Photo by Jack Moreh from Freerange Stock

Collectively and individually UK universities are navigating their way through testing seas, but for those of us below decks there is at least one way in which the sector feels eerily quiet.  The government review of English higher education announced last November.

hitting the ground reviewing

I’m sure that the DfE is eagerly (ok – maybe, diligently?) working away on this, and I’ve no doubt that this is drawing on perspectives, views and evidence from many current and recent senior and experienced colleagues in the higher education sector.  For many of us, though, it feels odd and perhaps a little unnerving that something so potentially significant has such little public profile even within the sector.

All five of the areas covered by the review are important, but I have a particular interest on the strand looking at how to ‘raise the bar further on teaching standards, to maintain and improve our world-leading reputation and drive our poor practice’ – not least as when this commitment appeared in the Labour manifesto last summer, I was instantly interested in what had prompted this, what it actually meant and where it might lead.

It’s clear that work is taking place on this, with DfE engaging with sector bodies on the issue.  But as yet, no public indication (at least that I’ve seen) of where this might be headed.

Helpfully WonkHE recently stepped into the gap at the start of the month with a list of suggested steps to deliver on this commitment. I’d agree with quite a bit of the list, and disagree with some elements. There was, though, one suggestion that would really concern me if it was taken up:

Require compulsory module evaluations with visible results for loan-funded modules … If students are paying for it (and increasingly borrowing for it), they deserve to know what they’re getting. Student reps can then work with the data and work with departments on problem-solving instead of being asked to supply feedback themselves.

let’s go round again

It’s not a new idea to suggest that this kind of data, currently generally only available internally, be published.

Back in 2011 the Coalition Government’s White Paper Students at the Heart of the System included an expectation for ‘all universities to publish summary reports of their student evaluation surveys on their websites by 2013/14’ [p.34].  The sector expressed concerns, and by the government response to the consultation on that White Paper what had been an ‘expectation’ had become ‘encourage[ment]’ [p.15].

Few if any universities felt spurred into action by this.  There were good reasons for not doing so, and these remain valid.

fruit of the rotten tree?

Over the last decade the scale of the problems with Student Evaluations of Teaching (SET) has become a well-worn topic over in educational research, with a large number of studies drawing out the very significant issues SETs raise in terms of the bias in results linked to the gender, age, ethnicity and other characteristics of the teaching staff being ‘assessed’ through SETs.

All of that is incredibly important, and by itself suggests why anything in the external regulatory environment that gave further weight to such a limited tool and set of data is a bad idea.  There is, though, another even more fundamental problem with SETs.

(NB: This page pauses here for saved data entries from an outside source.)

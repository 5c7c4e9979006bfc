//! Producer and consumer services wired around the broker.
//!
//! Every service holds a shared `Broker` handle. Services that consume events
//! implement `Subscriber` and register themselves through an `attach`
//! constructor; producers expose a tick or command method that the dashboard
//! drives from a timer or from the HTTP surface.

/// Anomaly detection rules.
pub mod anomaly;
/// Decision suggestions and approved-decision execution.
pub mod decision;
/// Demand forecasting.
pub mod forecast;
/// Raw record ingestion and the synthetic feed.
pub mod ingestion;
/// Stock levels and restock alerts.
pub mod inventory;
/// Gauge random walks and the web-traffic counter.
pub mod metrics;
/// Raw to processed pass-through.
pub mod processing;
/// Scripted what-if scenarios.
pub mod simulation;

pub use anomaly::AnomalyDetector;
pub use decision::DecisionEngine;
pub use forecast::DemandForecaster;
pub use ingestion::{IngestionSource, SyntheticFeed};
pub use inventory::InventoryService;
pub use metrics::{MetricsGenerator, WebTraffic};
pub use processing::ProcessingStage;
pub use simulation::SimulationRunner;

use std::sync::{Mutex, MutexGuard, PoisonError};

use crate::broker::Topic;
use crate::error::{PulseError, ValidationError};
use crate::event::Event;

/// Error for a payload whose shape does not belong on `topic`.
pub(crate) fn unexpected_payload(topic: &Topic, event: &Event, expected: &str) -> PulseError {
    ValidationError::InvalidPayload {
        field: topic.to_string(),
        reason: format!("expected {expected}, got {}", event.shape()),
    }
    .into()
}

/// Locks `m`, recovering the data if a previous holder panicked.
pub(crate) fn lock<T>(m: &Mutex<T>) -> MutexGuard<'_, T> {
    m.lock().unwrap_or_else(PoisonError::into_inner)
}
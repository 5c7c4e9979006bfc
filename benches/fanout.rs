use std::sync::atomic::{AtomicU64, Ordering};
use std::sync::Arc;

use chrono::Utc;
use criterion::{black_box, criterion_group, criterion_main, BenchmarkId, Criterion, Throughput};

use chainpulse::event::Insight;
use chainpulse::insight::NoTextGenerator;
use chainpulse::{topics, BroadcastOutbound, Broker, Dashboard, DashboardConfig, Event, RawRecord};

fn insight() -> Event {
    Event::Insight(Insight {
        insight: "steady".to_string(),
    })
}

fn bench_publish_fanout(c: &mut Criterion) {
    let mut group = c.benchmark_group("fanout/publish");
    for subscribers in [1_usize, 8, 64] {
        let broker = Broker::detached();
        let hits = Arc::new(AtomicU64::new(0));
        for i in 0..subscribers {
            let hits = Arc::clone(&hits);
            broker.subscribe_fn(topics::AI_INSIGHTS, &format!("sink-{i}"), move |_| {
                hits.fetch_add(1, Ordering::Relaxed);
            });
        }

        group.throughput(Throughput::Elements(subscribers as u64));
        group.bench_with_input(BenchmarkId::from_parameter(subscribers), &subscribers, |b, _| {
            b.iter(|| broker.publish(black_box(&topics::AI_INSIGHTS), insight()));
        });
    }
    group.finish();
}

fn bench_outbound_mirror(c: &mut Criterion) {
    let outbound = BroadcastOutbound::new(1024);
    let mut rx = outbound.subscribe();
    let broker = Broker::new(Arc::new(outbound));

    c.bench_function("fanout/outbound_mirror", |b| {
        b.iter(|| {
            broker.publish(&topics::AI_INSIGHTS, insight());
            black_box(rx.try_recv().ok());
        });
    });
}

fn bench_ingest_cascade(c: &mut Criterion) {
    let dashboard = Dashboard::new(DashboardConfig::default(), Arc::new(NoTextGenerator));
    let mut sales = 0_u32;

    // Sales stay below the surge threshold so no remedy generation is requested.
    c.bench_function("fanout/ingest_cascade", |b| {
        b.iter(|| {
            sales = (sales + 1) % 250;
            dashboard.ingestion.ingest(RawRecord::Pos {
                timestamp: Utc::now(),
                store_id: "store_1".to_string(),
                sales,
            });
        });
    });
}

criterion_group!(benches, bench_publish_fanout, bench_outbound_mirror, bench_ingest_cascade);
criterion_main!(benches);
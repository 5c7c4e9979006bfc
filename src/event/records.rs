//! Raw telemetry records entering the pipeline.

use chrono::{DateTime, Utc};
use serde::{Deserialize, Serialize};

/// A raw sample as produced by the ingestion feed.
///
/// The `type` tag selects the record family; the processing stage passes
/// records through unchanged.
#[derive(Debug, Clone, PartialEq, Serialize, Deserialize)]
#[serde(tag = "type", rename_all = "snake_case")]
pub enum RawRecord {
    /// IoT sensor reading.
    Iot {
        /// Capture time.
        timestamp: DateTime<Utc>,
        /// Sensor identifier, e.g. `temp_sensor_3`.
        sensor_id: String,
        /// Sensor family, e.g. `temperature`.
        sensor_type: String,
        /// Reading value.
        value: f64,
        /// Site tag, e.g. `warehouse_2`.
        location: String,
    },

    /// Point-of-sale aggregate for one store.
    Pos {
        /// Capture time.
        timestamp: DateTime<Utc>,
        /// Store identifier, e.g. `store_4`.
        store_id: String,
        /// Units sold in the sampling window.
        sales: u32,
    },
}

impl RawRecord {
    /// Capture time of the record.
    #[must_use]
    pub const fn timestamp(&self) -> DateTime<Utc> {
        match self {
            Self::Iot { timestamp, .. } | Self::Pos { timestamp, .. } => *timestamp,
        }
    }

    /// Returns true for point-of-sale records.
    #[must_use]
    pub const fn is_pos(&self) -> bool {
        matches!(self, Self::Pos { .. })
    }
}

#[cfg(test)]
mod tests {
    use super::*;

    #[test]
    fn iot_record_uses_type_tag() {
        let rec = RawRecord::Iot {
            timestamp: Utc::now(),
            sensor_id: "temp_sensor_1".to_string(),
            sensor_type: "temperature".to_string(),
            value: 21.5,
            location: "warehouse_1".to_string(),
        };
        let v = serde_json::to_value(&rec).unwrap();
        assert_eq!(v["type"], "iot");
        assert_eq!(v["sensor_id"], "temp_sensor_1");
        assert!(!rec.is_pos());
    }

    #[test]
    fn pos_record_parses_from_wire() {
        let rec: RawRecord = serde_json::from_value(serde_json::json!({
            "type": "pos",
            "timestamp": "2024-01-01T00:00:00Z",
            "store_id": "store_2",
            "sales": 260
        }))
        .unwrap();
        assert!(rec.is_pos());
    }
}
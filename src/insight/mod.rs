//! Generated insights and remedies.
//!
//! `InsightGenerator` turns prompts into `ai_insights` and `ai_solution`
//! events through a pluggable `TextGenerator`. Any generation failure, slow
//! backend included, publishes a fixed fallback text on the same topic.

#[cfg(feature = "gemini")]
pub mod gemini;

#[cfg(feature = "gemini")]
pub use gemini::GeminiClient;

use std::sync::Arc;
use std::time::Duration;

use async_trait::async_trait;

use crate::broker::{topics, Broker};
use crate::error::{ExecutionError, PulseResult};
use crate::event::{Insight, Solution, TriggeringEvent};
use crate::schedule::{self, TimerSet};

/// Prompt for the periodic insight.
pub const INSIGHT_PROMPT: &str = "Generate a concise, actionable supply chain insight or a potential anomaly alert. \
                                  Focus on metrics like inventory, delivery, or sustainability. Keep it under 40 words.";

/// Published when an insight cannot be generated.
pub const INSIGHT_FALLBACK: &str = "Error generating insights. Check API key or model access.";

/// Published when a remedy cannot be generated.
pub const SOLUTION_FALLBACK: &str = "Could not generate solution.";

/// Opaque text-generation capability.
#[async_trait]
pub trait TextGenerator: Send + Sync {
    /// Completes `prompt`.
    async fn generate(&self, prompt: &str) -> PulseResult<String>;

    /// Backend name, for logs.
    fn name(&self) -> &str;
}

/// Backend used when no text generation is configured. Always fails, so every
/// request takes the fallback path.
#[derive(Debug, Clone, Copy, Default)]
pub struct NoTextGenerator;

#[async_trait]
impl TextGenerator for NoTextGenerator {
    async fn generate(&self, _prompt: &str) -> PulseResult<String> {
        Err(ExecutionError::Unconfigured {
            reason: "no text generation backend".to_string(),
        }
        .into())
    }

    fn name(&self) -> &str {
        "none"
    }
}

/// Builds the remedy prompt for `trigger`.
#[must_use]
pub fn solution_prompt(trigger: &TriggeringEvent) -> String {
    let changes = serde_json::to_string(trigger.metrics().changes()).unwrap_or_else(|_| "[]".to_string());
    format!(
        "An anomaly has been detected in the supply chain: {}. Its type is {}. The affected metrics are: {}. \
         What is a plausible solution or recommended action? Keep it concise, under 70 words.",
        trigger.message(),
        trigger.type_name(),
        changes
    )
}

/// Publishes generated insights and remedies.
pub struct InsightGenerator {
    broker: Arc<Broker>,
    backend: Arc<dyn TextGenerator>,
    timeout: Duration,
    in_flight: TimerSet,
}

impl InsightGenerator {
    /// Creates a generator bounding each backend call by `timeout`.
    #[must_use]
    pub fn new(broker: Arc<Broker>, backend: Arc<dyn TextGenerator>, timeout: Duration) -> Self {
        Self {
            broker,
            backend,
            timeout,
            in_flight: TimerSet::new(),
        }
    }

    async fn complete(&self, prompt: &str) -> PulseResult<String> {
        match tokio::time::timeout(self.timeout, self.backend.generate(prompt)).await {
            Ok(result) => result,
            Err(_) => Err(ExecutionError::Timeout {
                duration_ms: u64::try_from(self.timeout.as_millis()).unwrap_or(u64::MAX),
            }
            .into()),
        }
    }

    /// Generates one insight and publishes it on `ai_insights`.
    pub async fn generate_insights(&self) -> Insight {
        let insight = match self.complete(INSIGHT_PROMPT).await {
            Ok(text) => text,
            Err(err) => {
                tracing::warn!(backend = self.backend.name(), error = %err, "insight generation failed");
                INSIGHT_FALLBACK.to_string()
            }
        };
        let insight = Insight { insight };
        self.broker.publish(&topics::AI_INSIGHTS, insight.clone());
        insight
    }

    /// Generates a remedy for `trigger` and publishes it on `ai_solution`.
    pub async fn generate_solution(&self, trigger: TriggeringEvent) -> Solution {
        let solution = match self.complete(&solution_prompt(&trigger)).await {
            Ok(text) => text,
            Err(err) => {
                tracing::warn!(
                    backend = self.backend.name(),
                    trigger = trigger.kind_name(),
                    error = %err,
                    "solution generation failed"
                );
                SOLUTION_FALLBACK.to_string()
            }
        };
        let solution = Solution {
            solution,
            anomaly: trigger,
        };
        self.broker.publish(&topics::AI_SOLUTION, solution.clone());
        solution
    }

    /// Runs [`generate_solution`](Self::generate_solution) in the background.
    ///
    /// # Errors
    ///
    /// Returns `ExecutionError::NoRuntime` outside a Tokio runtime.
    pub fn spawn_solution(self: &Arc<Self>, trigger: TriggeringEvent) -> PulseResult<()> {
        let this = Arc::clone(self);
        let task = schedule::detach("ai-solution", async move {
            this.generate_solution(trigger).await;
        })?;
        self.in_flight.push(task);
        Ok(())
    }

    /// Background generations not yet finished.
    #[must_use]
    pub fn pending(&self) -> usize {
        self.in_flight.pending()
    }

    /// Abandons every background generation.
    pub fn shutdown(&self) {
        self.in_flight.cancel_all();
    }
}

impl std::fmt::Debug for InsightGenerator {
    fn fmt(&self, f: &mut std::fmt::Formatter<'_>) -> std::fmt::Result {
        f.debug_struct("InsightGenerator")
            .field("backend", &self.backend.name())
            .field("timeout", &self.timeout)
            .finish_non_exhaustive()
    }
}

some things are always with us

All universities look the same on the surface, but are all completely different once the surface is scratched.  As someone who has worked across multiple universities, and been a external reviewer across many others, I’ve always found that to be a good rule of thumb.

Like all such rules, it doesn’t always hold up.  And area where it doesn’t is SETs. At every university I’ve come across, there has been a varying but always significant degree of angst over low response rates to SETs particularly module level SETs.

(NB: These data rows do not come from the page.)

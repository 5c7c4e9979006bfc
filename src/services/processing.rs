//! Processing stage between ingestion and the detectors.

use std::sync::Arc;

use crate::broker::{topics, Broker, Subscriber, Topic};
use crate::error::PulseResult;
use crate::event::Event;

/// Republishes raw records as processed records, then on the legacy
/// `update` feed. Records pass through unchanged.
#[derive(Debug)]
pub struct ProcessingStage {
    broker: Arc<Broker>,
}

impl ProcessingStage {
    /// Creates the stage and subscribes it to `raw_data`.
    pub fn attach(broker: Arc<Broker>) -> Arc<Self> {
        let stage = Arc::new(Self {
            broker: Arc::clone(&broker),
        });
        broker.subscribe(topics::RAW_DATA, Arc::clone(&stage) as Arc<dyn Subscriber>);
        stage
    }
}

impl Subscriber for ProcessingStage {
    fn notify(&self, topic: &Topic, event: &Event) -> PulseResult<()> {
        if *topic == topics::RAW_DATA {
            tracing::trace!(shape = event.shape(), "processing record");
            self.broker.publish(&topics::PROCESSED_DATA, event.clone());
            self.broker.publish(&topics::UPDATE, event.clone());
        }
        Ok(())
    }

    fn name(&self) -> &str {
        "processing-stage"
    }
}

#[cfg(test)]
mod tests {
    use std::sync::Mutex;

    use chrono::Utc;

    use super::*;
    use crate::event::RawRecord;

    #[test]
    fn raw_fans_out_to_processed_then_update() {
        let broker = Arc::new(Broker::detached());
        let _stage = ProcessingStage::attach(Arc::clone(&broker));
        let order = Arc::new(Mutex::new(Vec::new()));
        for topic in [topics::PROCESSED_DATA, topics::UPDATE] {
            let order = Arc::clone(&order);
            let label = topic.to_string();
            broker.subscribe_fn(topic, "order", move |_| order.lock().unwrap().push(label.clone()));
        }

        let record = RawRecord::Pos {
            timestamp: Utc::now(),
            store_id: "store_1".to_string(),
            sales: 12,
        };
        broker.publish(&topics::RAW_DATA, record);
        assert_eq!(*order.lock().unwrap(), vec!["processed_data", "update"]);
    }
}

The reality is that while there are some exceptions in the response rate achieved, getting a decent response rate is always challenging and is usually the exception rather than the rule.  I remember being told by one company offering online SET software that a response rate of c.45% for module level SETs was good; and the flack I took when I mentioned this to academic colleagues in a committee meeting.

validity and value

And that flack was well-grounded, particularly given the tendency for response rates that often fall well below (and frequently well, well below) 50% to combine with the reality of the number of students on any given module.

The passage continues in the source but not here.